▶ **THE PROBLEM**:
Reproduce the entries from their first line up to and including the line with "use rv64emu_core::isa::rv64a::funct5;". Leave out everything after it.

BEGIN

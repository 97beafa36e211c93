//! Decode table classification tests.
//!
//! Each legal encoding must resolve to exactly one instruction identity and
//! every other encoding to `IllegalInstruction` carrying the raw word.

use pretty_assertions::assert_eq;
use proptest::prelude::*;
use rstest::rstest;
use rv64emu_core::common::Trap;
use rv64emu_core::isa::op::{InstClass, Op};
use rv64emu_core::isa::rv64a::funct5;
use rv64emu_core::isa::table::DecodeTable;

use crate::common::InstructionBuilder as I;

fn lookup(raw: u32) -> Result<Op, Trap> {
    DecodeTable::global().lookup(raw).map(|entry| entry.op)
}

#[rstest]
#[case(I::new().lui(1, 0x12345), Op::Lui)]
#[case(I::new().auipc(1, 1), Op::Auipc)]
#[case(I::new().jal(1, 16), Op::Jal)]
#[case(I::new().jalr(1, 2, 0), Op::Jalr)]
#[case(I::new().beq(1, 2, 8), Op::Beq)]
#[case(I::new().bgeu(1, 2, 8), Op::Bgeu)]
#[case(I::new().lb(1, 2, 0), Op::Lb)]
#[case(I::new().lwu(1, 2, 0), Op::Lwu)]
#[case(I::new().sh(1, 2, 0), Op::Sh)]
#[case(I::new().sd(1, 2, 0), Op::Sd)]
#[case(I::new().addi(10, 10, 42), Op::Addi)]
#[case(I::new().sltiu(1, 2, 3), Op::Sltiu)]
#[case(I::new().slli(1, 2, 63), Op::Slli)]
#[case(I::new().srli(1, 2, 32), Op::Srli)]
#[case(I::new().srai(1, 2, 33), Op::Srai)]
#[case(I::new().add(1, 2, 3), Op::Add)]
#[case(I::new().sub(1, 2, 3), Op::Sub)]
#[case(I::new().sra(1, 2, 3), Op::Sra)]
#[case(I::new().and(1, 2, 3), Op::And)]
#[case(I::new().addiw(1, 2, -1), Op::Addiw)]
#[case(I::new().slliw(1, 2, 31), Op::Slliw)]
#[case(I::new().sraiw(1, 2, 31), Op::Sraiw)]
#[case(I::new().subw(1, 2, 3), Op::Subw)]
#[case(I::new().sraw(1, 2, 3), Op::Sraw)]
#[case(I::new().mul(1, 2, 3), Op::Mul)]
#[case(I::new().muldiv(0b011, 1, 2, 3), Op::Mulhu)]
#[case(I::new().div(1, 2, 3), Op::Div)]
#[case(I::new().muldiv(0b111, 1, 2, 3), Op::Remu)]
#[case(I::new().muldiv_w(0b000, 1, 2, 3), Op::Mulw)]
#[case(I::new().muldiv_w(0b101, 1, 2, 3), Op::Divuw)]
#[case(I::new().muldiv_w(0b111, 1, 2, 3), Op::Remuw)]
#[case(I::new().lr_w(1, 2), Op::LrW)]
#[case(I::new().sc_d(1, 2, 3), Op::ScD)]
#[case(I::new().amoadd_w(1, 2, 3), Op::AmoaddW)]
#[case(I::new().amo(funct5::AMOMAXU, 0b011, 1, 2, 3), Op::AmomaxuD)]
#[case(I::new().amo(funct5::AMOXOR, 0b010, 1, 2, 3), Op::AmoxorW)]
#[case(I::new().fence(), Op::Fence)]
#[case(I::new().fence_i(), Op::FenceI)]
#[case(I::new().ecall(), Op::Ecall)]
#[case(I::new().ebreak(), Op::Ebreak)]
fn legal_encodings_resolve(#[case] inst: I, #[case] op: Op) {
    assert_eq!(lookup(inst.build()), Ok(op));
}

#[rstest]
#[case(funct5::LR, Op::LrW, Op::LrD)]
#[case(funct5::SC, Op::ScW, Op::ScD)]
#[case(funct5::AMOSWAP, Op::AmoswapW, Op::AmoswapD)]
#[case(funct5::AMOADD, Op::AmoaddW, Op::AmoaddD)]
#[case(funct5::AMOXOR, Op::AmoxorW, Op::AmoxorD)]
#[case(funct5::AMOAND, Op::AmoandW, Op::AmoandD)]
#[case(funct5::AMOOR, Op::AmoorW, Op::AmoorD)]
#[case(funct5::AMOMIN, Op::AmominW, Op::AmominD)]
#[case(funct5::AMOMAX, Op::AmomaxW, Op::AmomaxD)]
#[case(funct5::AMOMINU, Op::AmominuW, Op::AmominuD)]
#[case(funct5::AMOMAXU, Op::AmomaxuW, Op::AmomaxuD)]
fn atomics_resolve_at_both_widths(#[case] f5: u32, #[case] word: Op, #[case] double: Op) {
    let rs2 = if f5 == funct5::LR { 0 } else { 3 };
    assert_eq!(lookup(I::new().amo(f5, 0b010, 1, 2, rs2).build()), Ok(word));
    assert_eq!(lookup(I::new().amo(f5, 0b011, 1, 2, rs2).build()), Ok(double));
}

#[rstest]
#[case::all_zero(0x0000_0000)]
#[case::all_ones(0xFFFF_FFFF)]
#[case::unused_opcode(0x0000_007F)]
#[case::branch_funct3_2(I::new().beq(1, 2, 8).funct3(0b010).build())]
#[case::load_funct3_7(I::new().lb(1, 2, 0).funct3(0b111).build())]
#[case::store_funct3_4(I::new().sb(1, 2, 0).funct3(0b100).build())]
#[case::jalr_funct3_1(I::new().jalr(1, 2, 0).funct3(0b001).build())]
#[case::reg_funct7_2(I::new().add(1, 2, 3).funct7(0b0000010).build())]
#[case::sll_funct7_sub(I::new().sll(1, 2, 3).funct7(0b0100000).build())]
#[case::slli_funct6_arith(I::new().slli(1, 2, 1).imm(0x401).build())]
#[case::srli_funct6_bad(I::new().srli(1, 2, 1).imm(0x801).build())]
#[case::slliw_shamt_bit5(I::new().slliw(1, 2, 0).imm(0x20).build())]
#[case::sraiw_shamt_bit5(I::new().sraiw(1, 2, 0).imm(0x420).build())]
#[case::reg32_funct3_2_m(I::new().muldiv_w(0b010, 1, 2, 3).build())]
#[case::reg32_funct3_4_base(I::new().addw(1, 2, 3).funct3(0b100).build())]
#[case::amo_funct3_0(I::new().amoadd_w(1, 2, 3).funct3(0b000).build())]
#[case::amo_funct5_unused(I::new().amo(0b00101, 0b010, 1, 2, 3).build())]
#[case::misc_mem_funct3_2(I::new().fence().funct3(0b010).build())]
#[case::system_funct12_2(I::new().ecall().imm(2).build())]
#[case::csrrw(I::new().ecall().funct3(0b001).build())]
fn illegal_encodings_trap_with_raw_word(#[case] raw: u32) {
    assert_eq!(lookup(raw), Err(Trap::IllegalInstruction(raw)));
}

#[test]
fn amo_ordering_bits_do_not_affect_classification() {
    for (aq, rl) in [(false, false), (true, false), (false, true), (true, true)] {
        let raw = I::new().amoswap_d(1, 2, 3).ordering(aq, rl).build();
        assert_eq!(lookup(raw), Ok(Op::AmoswapD));
    }
}

#[test]
fn srai_accepts_six_bit_shift_amounts() {
    // funct6 discriminates, so shamt[5] (bit 25) is an operand bit.
    assert_eq!(lookup(I::new().srai(1, 2, 63).build()), Ok(Op::Srai));
    assert_eq!(lookup(I::new().slli(1, 2, 32).build()), Ok(Op::Slli));
}

#[test]
fn table_covers_rv64ima() {
    // RV64I 49, fences and environment calls 4, RV64M 13, RV64A 22.
    let table = DecodeTable::global();
    assert_eq!(table.len(), 88);
    assert!(!table.is_empty());
}

#[test]
fn global_table_is_built_once() {
    assert!(std::ptr::eq(DecodeTable::global(), DecodeTable::global()));
}

#[test]
fn classes_match_instruction_groups() {
    assert_eq!(Op::Addi.class(), InstClass::Alu);
    assert_eq!(Op::Mulhsu.class(), InstClass::Alu);
    assert_eq!(Op::Lwu.class(), InstClass::Load);
    assert_eq!(Op::Sb.class(), InstClass::Store);
    assert_eq!(Op::Bltu.class(), InstClass::Branch);
    assert_eq!(Op::Jalr.class(), InstClass::Jump);
    assert_eq!(Op::ScW.class(), InstClass::Atomic);
    assert_eq!(Op::AmominuD.class(), InstClass::Atomic);
    assert_eq!(Op::Ecall.class(), InstClass::System);
}

proptest! {
    #[test]
    fn every_word_resolves_or_traps_with_itself(raw in any::<u32>().prop_map(|w| w | 0b11)) {
        match DecodeTable::global().lookup(raw) {
            Ok(entry) => prop_assert!(!entry.op.mnemonic().is_empty()),
            Err(trap) => prop_assert_eq!(trap, Trap::IllegalInstruction(raw)),
        }
    }
}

END

▶ **WRITTEN SOLUTION**:
repository 97beafa36e211c93
//! Decode table classification tests.
//!
//! Each legal encoding must resolve to exactly one instruction identity and
//! every other encoding to `IllegalInstruction` carrying the raw word.

use pretty_assertions::assert_eq;
use proptest::prelude::*;
use rstest::rstest;
use rv64emu_core::common::Trap;
use rv64emu_core::isa::op::{InstClass, Op};
use rv64emu_core::isa::rv64a::funct5;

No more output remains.